Book coverYou’re forgiven if you think I’ve read this book before–after all, the immediately post-Pendleton Executioner books have a single plot with different locations and, if you’ll pardon the pun, different execution by the different house authors. But, no, I was remembering that I’d read a book called The Libyan Contract. Which was written about eight years before this book (and I read it five years ago, if we’re really into historical records). It shares a certain element of plot that I’ll get to in a moment.

At any rate, it has a similar complaint to the others I’ve read this year: The plot is basically the same. Bolan has to go somewhere exotic to rescue someone and defeat some terrorist plot in the midst. In this case, he’s going to Libya to track down a Puerto Rican agent he’s worked with along with a military shipment of a biological weapon. As in The Libyan Connection, the American agent helps to preserve Khaddafi as the ruler as Bolan thwarts a Soviet-backed coup in the process.
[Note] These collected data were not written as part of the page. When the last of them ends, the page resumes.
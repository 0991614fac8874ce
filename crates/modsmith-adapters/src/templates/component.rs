//! Java skeletons for components added to an existing mod.

use modsmith_core::{
    application::ports::RenderedComponent,
    domain::{
        BuffOptions, ComponentOptions, ExistingProjectContext, ItemOptions, ItemType, MobOptions,
        TileOptions,
    },
    error::ModsmithResult,
};

use super::vars::RenderVars;

const ITEM: &str = r#"package {{PACKAGE}};

{{IMPORTS}}

public class {{CLASS}} extends {{BASE}} {

    public {{CLASS}}() {
        super({{STACK_SIZE}});
        this.rarity = ItemRarity.{{RARITY}};
{{STATS}}    }

    @Override
    public String getTranslatedTypeName() {
        return "item";
    }
}
"#;

const MOB: &str = r#"package {{PACKAGE}};

import java.awt.Rectangle;
import necesse.entity.mobs.MobDrawable;
import necesse.entity.mobs.hostile.HostileMob;
import necesse.gfx.camera.GameCamera;

public class {{CLASS}} extends HostileMob {
{{BOSS}}
    public {{CLASS}}() {
        super({{HEALTH}});
        this.setSpeed({{SPEED}}f);
        this.setArmor(0);
        this.collision = new Rectangle(-10, -7, 20, 14);
        this.hitBox = new Rectangle(-14, -12, 28, 24);
    }

    @Override
    public void init() {
        super.init();
        // Add AI behaviors here
    }

    @Override
    public void draw(GameCamera camera, MobDrawable drawable) {
        super.draw(camera, drawable);
    }

    @Override
    public int getDefaultDamage() {
        return {{DAMAGE}};
    }
}
"#;

const TILE: &str = r#"package {{PACKAGE}};

import necesse.gfx.gameTexture.GameTexture;
import necesse.level.maps.Level;
import necesse.level.maps.Tile;

public class {{CLASS}} extends Tile {

    public static final boolean DROPS_SELF = {{DROPS_SELF}};

    public {{CLASS}}() {
        super("{{ID}}");
        this.isSolid = {{SOLID}};
        this.roomProperties.canPlaceWallpapers = false;
    }

    @Override
    public void loadTextures() {
        super.loadTextures();
        // Load your custom texture here
    }

    @Override
    public boolean canPlaceOnLiquid() {
        return false;
    }

    @Override
    public int getToolType() {
        return {{TOOL}};
    }

    @Override
    public void drawPreview(Level level, int tileX, int tileY, GameTexture texture) {
        super.drawPreview(level, tileX, tileY, texture);
    }
}
"#;

const BUFF: &str = r#"package {{PACKAGE}};

import necesse.entity.mobs.Mob;
import necesse.entity.mobs.buffs.Buff;
import necesse.entity.mobs.buffs.BuffEventSubscriber;
import necesse.entity.mobs.buffs.BuffModifiers;

public class {{CLASS}} extends Buff {

    public static final int DEFAULT_DURATION_SECONDS = {{DURATION}};

    public {{CLASS}}() {
        this.isImportant = {{IMPORTANT}};
        this.canCancel = {{CAN_CANCEL}};
    }

    @Override
    public void init(Mob mob, BuffEventSubscriber subscriber) {
        super.init(mob, subscriber);
    }

    @Override
    public void onUpdate(Mob mob) {
        super.onUpdate(mob);
        // Add buff effects here
    }

    @Override
    public void getModifiers(BuffModifiers modifiers) {
        super.getModifiers(modifiers);
        // Modify mob stats here, e.g. modifiers.speed += 0.2f;
    }
}
"#;

pub fn render(
    context: &ExistingProjectContext,
    options: &ComponentOptions,
) -> ModsmithResult<RenderedComponent> {
    let class = options.class_name();
    let base = RenderVars::new()
        .set("PACKAGE", context.component_package(options.kind()))
        .set("CLASS", class.clone())
        .set("ID", options.id());

    let content = match options {
        ComponentOptions::Item(o) => item(base, o)?,
        ComponentOptions::Mob(o) => mob(base, o)?,
        ComponentOptions::Tile(o) => tile(base, o)?,
        ComponentOptions::Buff(o) => buff(base, o)?,
    };

    Ok(RenderedComponent {
        file_name: format!("{class}.java"),
        content,
    })
}

fn item(vars: RenderVars, o: &ItemOptions) -> ModsmithResult<String> {
    let (base, imports): (&str, &[&str]) = match o.item_type {
        ItemType::Weapon | ItemType::Tool => (
            "ToolItem",
            &[
                "necesse.inventory.item.ItemRarity",
                "necesse.inventory.item.toolItem.ToolItem",
                "necesse.inventory.item.toolItem.ToolType",
            ],
        ),
        ItemType::Armor => (
            "ArmorItem",
            &[
                "necesse.entity.mobs.PlayerMob",
                "necesse.inventory.item.ItemRarity",
                "necesse.inventory.item.armorItem.ArmorItem",
            ],
        ),
        ItemType::Consumable => (
            "ConsumableItem",
            &[
                "necesse.inventory.item.ItemRarity",
                "necesse.inventory.item.consumableItem.ConsumableItem",
            ],
        ),
        ItemType::Material => (
            "Item",
            &[
                "necesse.inventory.item.Item",
                "necesse.inventory.item.ItemRarity",
            ],
        ),
    };

    let mut stats = String::new();
    match (o.item_type, o.damage, o.armor_value) {
        (ItemType::Weapon, Some(damage), _) => {
            stats.push_str(&format!("        this.damage = {damage};\n"));
            stats.push_str("        this.attackSpeed = 1000; // Adjust as needed\n");
        }
        (ItemType::Armor, _, Some(armor)) => {
            stats.push_str(&format!("        this.armorValue = {armor};\n"));
        }
        _ => {}
    }

    let imports = imports
        .iter()
        .map(|i| format!("import {i};"))
        .collect::<Vec<_>>()
        .join("\n");

    vars.set("IMPORTS", imports)
        .set("BASE", base)
        .set("STACK_SIZE", o.stack_size.to_string())
        .set("RARITY", o.rarity.java_constant())
        .set("STATS", stats)
        .render(ITEM)
}

fn mob(vars: RenderVars, o: &MobOptions) -> ModsmithResult<String> {
    let boss = if o.boss {
        "\n    // Boss mob: give it a health bar and a boss loot table\n"
    } else {
        ""
    };
    vars.set("HEALTH", o.health.to_string())
        .set("SPEED", format!("{:.1}", o.speed))
        .set("DAMAGE", o.damage.to_string())
        .set("BOSS", boss)
        .render(MOB)
}

fn tile(vars: RenderVars, o: &TileOptions) -> ModsmithResult<String> {
    vars.set("SOLID", o.solid.to_string())
        .set("TOOL", o.tool.java_constant())
        .set("DROPS_SELF", o.drops_self.to_string())
        .render(TILE)
}

fn buff(vars: RenderVars, o: &BuffOptions) -> ModsmithResult<String> {
    vars.set("IMPORTANT", o.debuff.to_string())
        .set("CAN_CANCEL", (!o.debuff).to_string())
        .set("DURATION", o.duration.to_string())
        .render(BUFF)
}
As I read these forty-year-old thrillers, I can’t help but wonder: What if there’s a conspiracy amongst thriller writers to keep the world in an agitated state of turmoil which is why the same places keep boiling up time and again? It’s either that, or history marches at a pace of decades, which means it’s too long for myopic modern audiences to understand or to support when it comes to cultural and military conflict. But, sadly, that’s a very reality-centric view that gets no truck from modern American consumers.